Heads Up, Ears Down

This blog accurately identifies depictions of violence and cruelty toward animals in films. The purpose is to provide viewers with a reliable guide so that such depictions do not come as unwelcome surprises. Films will be accurately notated, providing a time cue for each incident along with a concise description of the scene and perhaps relevant context surrounding the incident. In order to serve as a useful reference tool, films having no depictions of violence to animals will be included, with an indication that there are no such scenes. This is confirmation that the films have been watched with the stated purpose in mind.

Note that the word depictions figures prominently in the objective. It is a travesty that discussions about cruelty in film usually are derailed by the largely unrelated assertion that no animals really were hurt (true only in some films, dependent upon many factors), and that all this concern is just over a simulation. Not the point, whether true or false. We do not smugly dismiss depictions of five-year-olds being raped because those scenes are only simulations. No, we are appalled that such images are even staged, and we are appropriately horrified that the notion now has been planted into the minds of the weak and cruel.

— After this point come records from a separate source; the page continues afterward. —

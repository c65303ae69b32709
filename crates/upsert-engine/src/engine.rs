//! The upsert engine.

use tracing::{debug, info, info_span, warn, Instrument};
use tracker_core::{CreatedIssue, IssueTracker, Phase, ProjectRef, RenderedContent, TrackerIssue};

use crate::error::UpsertError;
use crate::locks::KeyedLocks;
use crate::outcome::UpsertOutcome;

/// Engine settings, read once at startup.
#[derive(Debug, Clone, Default)]
pub struct EngineConfig {
    /// Add the rendered comment to an existing open issue.
    pub comment_on_existing: bool,
    /// Project used when the alert does not name one.
    pub default_project: Option<ProjectRef>,
}

/// Creates issues for new alerts and comments on (or skips) known ones.
///
/// Safe to share between concurrent requests. Upserts for the same
/// `(project, title)` run one at a time; unrelated keys run in parallel.
pub struct UpsertEngine<T: IssueTracker> {
    tracker: T,
    config: EngineConfig,
    locks: KeyedLocks,
}

impl<T: IssueTracker> UpsertEngine<T> {
    /// Create an engine over a tracker.
    pub fn new(tracker: T, config: EngineConfig) -> Self {
        Self {
            tracker,
            config,
            locks: KeyedLocks::new(),
        }
    }

    /// Resolve the project for one upsert, falling back to the default.
    pub fn resolve_project(&self, project: Option<ProjectRef>) -> Result<ProjectRef, UpsertError> {
        project
            .or_else(|| self.config.default_project.clone())
            .ok_or_else(|| {
                UpsertError::MissingConfiguration(
                    "no project in alert labels and no default project configured".to_string(),
                )
            })
    }

    /// Create an issue titled `title`, or handle the open issue that already has it.
    ///
    /// No tracker call is made for an empty title or an unresolved project.
    /// Errors are never retried here.
    pub async fn upsert(
        &self,
        title: &str,
        content: &RenderedContent,
        project: Option<ProjectRef>,
    ) -> Result<UpsertOutcome, UpsertError> {
        let title = title.trim();
        if title.is_empty() {
            return Err(UpsertError::InvalidTitle);
        }
        let project = self.resolve_project(project)?;

        let span = info_span!("upsert", %project, %title, tracker = self.tracker.name());
        self.upsert_locked(&project, title, content)
            .instrument(span)
            .await
    }

    async fn upsert_locked(
        &self,
        project: &ProjectRef,
        title: &str,
        content: &RenderedContent,
    ) -> Result<UpsertOutcome, UpsertError> {
        // Held from lookup until the mutation returns.
        let _guard = self.locks.acquire(project, title).await;

        let candidates = self
            .tracker
            .find_open_issues_by_title(project, title)
            .await
            .map_err(UpsertError::lookup)?;
        debug!(candidates = candidates.len(), "Lookup returned");

        match select_existing(&candidates, title) {
            Some(existing) => self.handle_existing(project, existing, content).await,
            None => self.create(project, title, content).await,
        }
    }

    async fn handle_existing(
        &self,
        project: &ProjectRef,
        existing: &TrackerIssue,
        content: &RenderedContent,
    ) -> Result<UpsertOutcome, UpsertError> {
        let iid = existing.iid;
        if !self.config.comment_on_existing {
            info!(iid, "Issue already open");
            return Ok(UpsertOutcome::AlreadyExists { iid });
        }

        self.tracker
            .add_comment(project, iid, &content.comment)
            .await
            .map_err(|e| UpsertError::mutation(Phase::Comment, e))?;
        info!(iid, "Commented on open issue");
        Ok(UpsertOutcome::Commented { iid })
    }

    async fn create(
        &self,
        project: &ProjectRef,
        title: &str,
        content: &RenderedContent,
    ) -> Result<UpsertOutcome, UpsertError> {
        let created = self
            .tracker
            .create_issue(project, title, &content.description)
            .await
            .map_err(|e| UpsertError::mutation(Phase::Create, e))?;

        match created {
            CreatedIssue::Confirmed(issue) => {
                info!(iid = issue.iid, "Issue created");
                Ok(UpsertOutcome::Created { iid: issue.iid })
            }
            CreatedIssue::Unconfirmed => {
                warn!("Issue created but tracker did not return it");
                Ok(UpsertOutcome::CreatedUnconfirmed)
            }
        }
    }
}

/// Pick the canonical existing issue among search results.
///
/// Only open issues whose trimmed title equals the trimmed `title` count;
/// the lowest `iid` wins because the tracker guarantees no ordering.
pub fn select_existing<'a>(candidates: &'a [TrackerIssue], title: &str) -> Option<&'a TrackerIssue> {
    candidates
        .iter()
        .filter(|issue| issue.state.is_open())
        .filter(|issue| issue.title_matches(title))
        .min_by_key(|issue| issue.iid)
}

Depictions of violence or harm to animals are assessed in keeping with our dominant culture, with physical abuse, harmful neglect, and similar mistreatment serving as a base line. This blog does not address extended issues of animal welfare, and as such does not identify scenes of people eating meat or mules pulling plows. The goal is to itemize images that might cause a disturbance in a compassionate household.

These notes provide a heads-up but do not necessarily discourage watching a film because of depicted cruelty. Consuming a piece of art does not make you a supporter of the ideas presented. Your ethical self is created by your public rhetoric and your private actions, not by your willingness to sit through a filmed act of violence.


Carnage. Roman Polanski, 2011.
Edition screened: Sony Blu-ray, released 2012. English language. Runtime approximately 80 minutes.

Summary: Recurring discussion of abandoning a hamster.

John C. Reilly’s character recounts several times how he released the pet hamster outside their apartment building. This action is generally condemned by the other characters. The final scene shows the hamster sitting in the grassy park, content and safe. 

I am fed up with this exact inexcusable thing, this overused, dull-witted contrivance in story-telling. The comedic plot of Carnage is not about the hamster, but about a conflict between two couples which escalates into uninhibited expression of juvenile behavior. The writer concludes the movie with a shot of the hamster safely sitting in the park, thus putting a happy ending on the debacle and relieving tension about the fate of the animal. This is a huge problem in both our news and entertainment media because the hamster will not be fine. It will be ripped apart by a dog, or hit by a car, or bludgeoned to death by morons.

Stop teaching the lie that domestic animals will be ok on their own. The bunny you got for Easter cannot survive on grass, and she either starved to death or was killed by a fox or dog. The puppy your father ditched somewhere was not taken in by some nice lady. It died alone and afraid, or worse.

Our sub-genre of the entertainment industry called The News Media wallows in similar detrimental irresponsibility. Time and again we hear the story of the dog that walked 1,500 miles to get back home; the cat that was locked in an abandoned apartment for a week until found by a real estate agent; a cruel or neglectful act that sent some mangled animal to the hospital, then the legless deformed creature returns ‘to his family.’ Always, the anchor ends the story with a sappy smile and we’re supposed to be happy. I am not happy that the 1% fluke survival rate gets 100% of the attention. I am not happy that a national population raised to intentionally betray and abuse animals who depend on us for their lives is rewarded with happy endings and big smiles that the little critters are ok in the end. Knock it off.